[Records from a dataset]
== Segment start ==
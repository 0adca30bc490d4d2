/// Standard Unix exit codes for the wardrobe CLI.
///
/// These codes follow the BSD convention (sysexits.h).
///
/// Successful termination
pub const SUCCESS: i32 = 0;

/// Command line usage error - invalid arguments, unknown facets, etc.
pub const USAGE: i32 = 64;

/// Input data rejected - missing image, tag outside the vocabulary
pub const DATAERR: i32 = 65;

/// Referenced entity does not exist
pub const NOINPUT: i32 = 66;

/// Durable storage could not be read or written
pub const IOERR: i32 = 74;
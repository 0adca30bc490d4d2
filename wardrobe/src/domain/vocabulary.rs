// wardrobe/src/domain/vocabulary.rs
use std::collections::BTreeMap;

use itertools::Itertools;
use serde::{Deserialize, Serialize};
use tracing::{debug, instrument};

use crate::domain::error::{DomainError, DomainResult};
use crate::domain::facet::{parse_facet, ClothingFacet, Facet, OutfitFacet};

const CLOTHING_TYPES: &[&str] = &[
    "T-Shirt", "Shirt", "Sweater", "Hoodie", "Jacket", "Coat", "Jeans", "Trousers", "Shorts",
    "Skirt", "Dress", "Shoes", "Accessory",
];
const CLOTHING_COLORS: &[&str] = &[
    "Black", "White", "Gray", "Red", "Blue", "Green", "Yellow", "Brown", "Beige", "Pink",
    "Purple", "Orange",
];
const CLOTHING_MATERIALS: &[&str] = &[
    "Cotton", "Wool", "Linen", "Silk", "Denim", "Leather", "Polyester", "Cashmere",
];
const CLOTHING_STATUSES: &[&str] = &["Clean", "Dirty", "In Laundry", "Needs Repair", "Lent Out"];
const CLOTHING_SIZES: &[&str] = &["XS", "S", "M", "L", "XL", "XXL"];

const OUTFIT_STYLES: &[&str] = &["Casual", "Formal", "Sport", "Party"];
const OUTFIT_OCCASIONS: &[&str] = &["Work", "Date", "Wedding", "Birthday"];
const OUTFIT_TEMPERATURES: &[&str] = &[
    "Below 0°C (Freezing)",
    "0°C to 10°C (Cold)",
    "10°C to 15°C (Cool)",
    "15°C to 20°C (Mild)",
    "20°C to 25°C (Warm)",
    "25°C to 30°C (Hot)",
    "Above 30°C (Very Hot)",
];
const OUTFIT_WEATHER: &[&str] = &["Rain", "Snow", "Wind"];

/// Legal tag values per facet for one entity kind.
///
/// Loaded once and treated as immutable for the rest of the session.
#[derive(Debug, Clone, PartialEq, Eq)]
pub struct TagVocabulary<F: Facet> {
    values: BTreeMap<F, Vec<String>>,
}

impl<F: Facet> TagVocabulary<F> {
    pub fn new<I, S>(entries: impl IntoIterator<Item = (F, I)>) -> DomainResult<Self>
    where
        I: IntoIterator<Item = S>,
        S: AsRef<str>,
    {
        let mut values = BTreeMap::new();
        for (facet, facet_values) in entries {
            values.insert(facet, Self::normalize(facet, facet_values)?);
        }
        Ok(Self { values })
    }

    fn normalize<I, S>(facet: F, values: I) -> DomainResult<Vec<String>>
    where
        I: IntoIterator<Item = S>,
        S: AsRef<str>,
    {
        let values: Vec<String> = values
            .into_iter()
            .map(|v| v.as_ref().trim().to_string())
            .unique()
            .collect();
        if values.iter().any(|v| v.is_empty()) {
            return Err(DomainError::Validation(format!(
                "Vocabulary for facet {} contains an empty value",
                facet
            )));
        }
        Ok(values)
    }

    /// Legal values of a facet in display order; empty if the facet has none
    pub fn values(&self, facet: F) -> &[String] {
        self.values.get(&facet).map(Vec::as_slice).unwrap_or(&[])
    }

    pub fn contains(&self, facet: F, value: &str) -> bool {
        self.values(facet).iter().any(|v| v == value)
    }

    /// Fails with `InvalidTag` on the first value not legal for `facet`
    pub fn check<'a>(&self, facet: F, values: impl IntoIterator<Item = &'a str>) -> DomainResult<()> {
        for value in values {
            if !self.contains(facet, value) {
                return Err(DomainError::InvalidTag {
                    facet: facet.to_string(),
                    value: value.to_string(),
                });
            }
        }
        Ok(())
    }

    /// Replace the values of the named facets, keeping every other facet as is
    #[instrument(skip(self, overrides), level = "debug")]
    pub fn with_overrides(mut self, overrides: &BTreeMap<String, Vec<String>>) -> DomainResult<Self> {
        for (name, values) in overrides {
            let facet: F = parse_facet(name)?;
            debug!("Overriding vocabulary for facet {} with {} values", facet, values.len());
            self.values.insert(facet, Self::normalize(facet, values)?);
        }
        Ok(self)
    }

    fn from_static(entries: &[(F, &[&str])]) -> Self {
        Self {
            values: entries
                .iter()
                .map(|(facet, values)| (*facet, values.iter().map(|v| v.to_string()).collect()))
                .collect(),
        }
    }
}

impl Default for TagVocabulary<ClothingFacet> {
    fn default() -> Self {
        Self::from_static(&[
            (ClothingFacet::Type, CLOTHING_TYPES),
            (ClothingFacet::Color, CLOTHING_COLORS),
            (ClothingFacet::Material, CLOTHING_MATERIALS),
            (ClothingFacet::Status, CLOTHING_STATUSES),
            (ClothingFacet::Size, CLOTHING_SIZES),
        ])
    }
}

impl Default for TagVocabulary<OutfitFacet> {
    fn default() -> Self {
        Self::from_static(&[
            (OutfitFacet::Style, OUTFIT_STYLES),
            (OutfitFacet::Occasion, OUTFIT_OCCASIONS),
            (OutfitFacet::Temperature, OUTFIT_TEMPERATURES),
            (OutfitFacet::Weather, OUTFIT_WEATHER),
        ])
    }
}

/// Vocabulary file layout:
///
/// ```toml
/// [clothing]
/// Color = ["Red", "Blue"]
///
/// [outfit]
/// Weather = ["Rain", "Sun"]
/// ```
#[derive(Debug, Clone, Default, Deserialize, Serialize)]
pub struct VocabularyOverrides {
    #[serde(default)]
    pub clothing: BTreeMap<String, Vec<String>>,
    #[serde(default)]
    pub outfit: BTreeMap<String, Vec<String>>,
}

impl VocabularyOverrides {
    pub fn from_toml(text: &str) -> DomainResult<Self> {
        toml::from_str(text)
            .map_err(|e| DomainError::Validation(format!("Invalid vocabulary file: {}", e)))
    }

    pub fn clothing_vocabulary(&self) -> DomainResult<TagVocabulary<ClothingFacet>> {
        TagVocabulary::default().with_overrides(&self.clothing)
    }

    pub fn outfit_vocabulary(&self) -> DomainResult<TagVocabulary<OutfitFacet>> {
        TagVocabulary::default().with_overrides(&self.outfit)
    }
}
== Segment end ==
#### [WHAT THIS TASK INVOLVES]
From the first line to the last, set down every record exactly as written above.

#### [SOLVED EXERCISE]
repository 0adca30bc490d4d2
/// Standard Unix exit codes for the wardrobe CLI.
///
/// These codes follow the BSD convention (sysexits.h).
///
/// Successful termination
pub const SUCCESS: i32 = 0;

/// Command line usage error - invalid arguments, unknown facets, etc.
pub const USAGE: i32 = 64;

/// Input data rejected - missing image, tag outside the vocabulary
pub const DATAERR: i32 = 65;

/// Referenced entity does not exist
pub const NOINPUT: i32 = 66;

/// Durable storage could not be read or written
pub const IOERR: i32 = 74;
repository 0adca30bc490d4d2
filename wardrobe/src/domain/vocabulary.rs
// wardrobe/src/domain/vocabulary.rs
use std::collections::BTreeMap;

use itertools::Itertools;
use serde::{Deserialize, Serialize};
use tracing::{debug, instrument};

use crate::domain::error::{DomainError, DomainResult};
use crate::domain::facet::{parse_facet, ClothingFacet, Facet, OutfitFacet};

const CLOTHING_TYPES: &[&str] = &[
    "T-Shirt", "Shirt", "Sweater", "Hoodie", "Jacket", "Coat", "Jeans", "Trousers", "Shorts",
    "Skirt", "Dress", "Shoes", "Accessory",
];
const CLOTHING_COLORS: &[&str] = &[
    "Black", "White", "Gray", "Red", "Blue", "Green", "Yellow", "Brown", "Beige", "Pink",
    "Purple", "Orange",
];
const CLOTHING_MATERIALS: &[&str] = &[
    "Cotton", "Wool", "Linen", "Silk", "Denim", "Leather", "Polyester", "Cashmere",
];
const CLOTHING_STATUSES: &[&str] = &["Clean", "Dirty", "In Laundry", "Needs Repair", "Lent Out"];
const CLOTHING_SIZES: &[&str] = &["XS", "S", "M", "L", "XL", "XXL"];

const OUTFIT_STYLES: &[&str] = &["Casual", "Formal", "Sport", "Party"];
const OUTFIT_OCCASIONS: &[&str] = &["Work", "Date", "Wedding", "Birthday"];
const OUTFIT_TEMPERATURES: &[&str] = &[
    "Below 0°C (Freezing)",
    "0°C to 10°C (Cold)",
    "10°C to 15°C (Cool)",
    "15°C to 20°C (Mild)",
    "20°C to 25°C (Warm)",
    "25°C to 30°C (Hot)",
    "Above 30°C (Very Hot)",
];
const OUTFIT_WEATHER: &[&str] = &["Rain", "Snow", "Wind"];

/// Legal tag values per facet for one entity kind.
///
/// Loaded once and treated as immutable for the rest of the session.
#[derive(Debug, Clone, PartialEq, Eq)]
pub struct TagVocabulary<F: Facet> {
    values: BTreeMap<F, Vec<String>>,
}

impl<F: Facet> TagVocabulary<F> {
    pub fn new<I, S>(entries: impl IntoIterator<Item = (F, I)>) -> DomainResult<Self>
    where
        I: IntoIterator<Item = S>,
        S: AsRef<str>,
    {
        let mut values = BTreeMap::new();
        for (facet, facet_values) in entries {
            values.insert(facet, Self::normalize(facet, facet_values)?);
        }
        Ok(Self { values })
    }

    fn normalize<I, S>(facet: F, values: I) -> DomainResult<Vec<String>>
    where
        I: IntoIterator<Item = S>,
        S: AsRef<str>,
    {
        let values: Vec<String> = values
            .into_iter()
            .map(|v| v.as_ref().trim().to_string())
            .unique()
            .collect();
        if values.iter().any(|v| v.is_empty()) {
            return Err(DomainError::Validation(format!(
                "Vocabulary for facet {} contains an empty value",
                facet
            )));
        }
        Ok(values)
    }

    /// Legal values of a facet in display order; empty if the facet has none
    pub fn values(&self, facet: F) -> &[String] {
        self.values.get(&facet).map(Vec::as_slice).unwrap_or(&[])
    }

    pub fn contains(&self, facet: F, value: &str) -> bool {
        self.values(facet).iter().any(|v| v == value)
    }

    /// Fails with `InvalidTag` on the first value not legal for `facet`
    pub fn check<'a>(&self, facet: F, values: impl IntoIterator<Item = &'a str>) -> DomainResult<()> {
        for value in values {
            if !self.contains(facet, value) {
                return Err(DomainError::InvalidTag {
                    facet: facet.to_string(),
                    value: value.to_string(),
                });
            }
        }
        Ok(())
    }

    /// Replace the values of the named facets, keeping every other facet as is
    #[instrument(skip(self, overrides), level = "debug")]
    pub fn with_overrides(mut self, overrides: &BTreeMap<String, Vec<String>>) -> DomainResult<Self> {
        for (name, values) in overrides {
            let facet: F = parse_facet(name)?;
            debug!("Overriding vocabulary for facet {} with {} values", facet, values.len());
            self.values.insert(facet, Self::normalize(facet, values)?);
        }
        Ok(self)
    }

    fn from_static(entries: &[(F, &[&str])]) -> Self {
        Self {
            values: entries
                .iter()
                .map(|(facet, values)| (*facet, values.iter().map(|v| v.to_string()).collect()))
                .collect(),
        }
    }
}

impl Default for TagVocabulary<ClothingFacet> {
    fn default() -> Self {
        Self::from_static(&[
            (ClothingFacet::Type, CLOTHING_TYPES),
            (ClothingFacet::Color, CLOTHING_COLORS),
            (ClothingFacet::Material, CLOTHING_MATERIALS),
            (ClothingFacet::Status, CLOTHING_STATUSES),
            (ClothingFacet::Size, CLOTHING_SIZES),
        ])
    }
}

impl Default for TagVocabulary<OutfitFacet> {
    fn default() -> Self {
        Self::from_static(&[
            (OutfitFacet::Style, OUTFIT_STYLES),
            (OutfitFacet::Occasion, OUTFIT_OCCASIONS),
            (OutfitFacet::Temperature, OUTFIT_TEMPERATURES),
            (OutfitFacet::Weather, OUTFIT_WEATHER),
        ])
    }
}

/// Vocabulary file layout:
///
/// ```toml
/// [clothing]
/// Color = ["Red", "Blue"]
///
/// [outfit]
/// Weather = ["Rain", "Sun"]
/// ```
#[derive(Debug, Clone, Default, Deserialize, Serialize)]
pub struct VocabularyOverrides {
    #[serde(default)]
    pub clothing: BTreeMap<String, Vec<String>>,
    #[serde(default)]
    pub outfit: BTreeMap<String, Vec<String>>,
}

impl VocabularyOverrides {
    pub fn from_toml(text: &str) -> DomainResult<Self> {
        toml::from_str(text)
            .map_err(|e| DomainError::Validation(format!("Invalid vocabulary file: {}", e)))
    }

    pub fn clothing_vocabulary(&self) -> DomainResult<TagVocabulary<ClothingFacet>> {
        TagVocabulary::default().with_overrides(&self.clothing)
    }

    pub fn outfit_vocabulary(&self) -> DomainResult<TagVocabulary<OutfitFacet>> {
        TagVocabulary::default().with_overrides(&self.outfit)
    }
}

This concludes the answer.